PROBLEM DETAILS: From the records below, find each line with the string "PathBuf" and copy it.

DATA:
//! Render configuration and per-request view options

use std::path::{Path, PathBuf};

use anyhow::Context;
use serde::{Deserialize, Serialize};

use crate::layout::{
    DEFAULT_CONTEXT_WINDOW, DEFAULT_ELISION_THRESHOLD, DEFAULT_MAX_LINE_WIDTH,
    DEFAULT_TAB_REPLACEMENT,
};

/// Site-wide rendering settings.
#[derive(Debug, Clone, PartialEq, Eq, Serialize, Deserialize)]
#[serde(default)]
pub struct RenderConfig {
    /// Lines kept on each side of a comment or file boundary when eliding.
    pub context_window: usize,
    /// Unchanged segments longer than this are elided.
    pub elision_threshold: usize,
    /// Characters of source text kept per line; 0 keeps everything.
    pub max_line_width: usize,
    pub tab_replacement: String,
    /// syntect theme name for highlighted output.
    pub syntax_theme: Option<String>,
}

impl Default for RenderConfig {
    fn default() -> Self {
        Self {
            context_window: DEFAULT_CONTEXT_WINDOW,
            elision_threshold: DEFAULT_ELISION_THRESHOLD,
            max_line_width: DEFAULT_MAX_LINE_WIDTH,
            tab_replacement: DEFAULT_TAB_REPLACEMENT.to_string(),
            syntax_theme: None,
        }
    }
}

/// Options chosen by the reviewer for one comparison.
#[derive(Debug, Clone, Copy, PartialEq, Eq, Serialize, Deserialize)]
#[serde(default)]
pub struct ViewOptions {
    pub unified_view: bool,
    pub base_on_left: bool,
    pub omit_unchanged_lines: bool,
    /// Selects which diff invocation produced the hunks; parsing ignores it.
    pub ignore_whitespace: bool,
}

impl Default for ViewOptions {
    fn default() -> Self {
        Self {
            unified_view: false,
            base_on_left: true,
            omit_unchanged_lines: true,
            ignore_whitespace: false,
        }
    }
}

/// Load render configuration from the user's config directory.
///
/// # Errors
///
/// Returns an error if the config file exists but cannot be read or parsed.
pub fn load_render_config() -> anyhow::Result<Option<RenderConfig>> {
    let Some(path) = config_path() else {
        return Ok(None);
    };
    if !path.exists() {
        return Ok(None);
    }
    load_render_config_from(&path).map(Some)
}

/// Load render configuration from an explicit path.
///
/// # Errors
///
/// Returns an error if the file cannot be read or is not valid config JSON.
pub fn load_render_config_from(path: &Path) -> anyhow::Result<RenderConfig> {
    let contents = std::fs::read_to_string(path)
        .with_context(|| format!("Failed to read config: {}", path.display()))?;
    let config = serde_json::from_str(&contents)
        .with_context(|| format!("Failed to parse config: {}", path.display()))?;
    Ok(config)
}

fn config_path() -> Option<PathBuf> {
    let base = if let Ok(xdg) = std::env::var("XDG_CONFIG_HOME") {
        PathBuf::from(xdg)
    } else if let Ok(home) = std::env::var("HOME") {
        Path::new(&home).join(".config")
    } else {
        return None;
    };

    Some(base.join("critview").join("render.json"))
}

#[cfg(test)]
mod tests {
    use super::*;
    use std::io::Write;

    fn write_config(contents: &str) -> tempfile::NamedTempFile {
        let mut file = tempfile::NamedTempFile::new().expect("temp file");
        file.write_all(contents.as_bytes()).expect("write config");
        file
    }

    #[test]
    fn test_partial_config_keeps_defaults() {
        let file = write_config(r#"{"context_window": 10, "syntax_theme": "base16-ocean.dark"}"#);
        let config = load_render_config_from(file.path()).expect("valid config");

        assert_eq!(config.context_window, 10);
        assert_eq!(config.elision_threshold, DEFAULT_ELISION_THRESHOLD);
        assert_eq!(config.tab_replacement, DEFAULT_TAB_REPLACEMENT);
        assert_eq!(config.syntax_theme.as_deref(), Some("base16-ocean.dark"));
    }

    #[test]
    fn test_malformed_config_is_an_error() {
        let file = write_config("{ not json");
        let err = load_render_config_from(file.path()).expect_err("should fail");
        assert!(format!("{err:#}").contains("Failed to parse config"));
    }

    #[test]
    fn test_missing_explicit_config_is_an_error() {
        let dir = tempfile::tempdir().expect("temp dir");
        let err =
            load_render_config_from(&dir.path().join("absent.json")).expect_err("should fail");
        assert!(format!("{err:#}").contains("Failed to read config"));
    }

    #[test]
    fn test_view_options_defaults() {
        let options: ViewOptions =
            serde_json::from_str(r#"{"unified_view": true}"#).expect("valid");
        assert!(options.unified_view);
        assert!(options.base_on_left);
        assert!(options.omit_unchanged_lines);
        assert!(!options.ignore_whitespace);
    }
}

ANSWER BELOW:
use std::path::{Path, PathBuf};
fn config_path() -> Option<PathBuf> {
        PathBuf::from(xdg)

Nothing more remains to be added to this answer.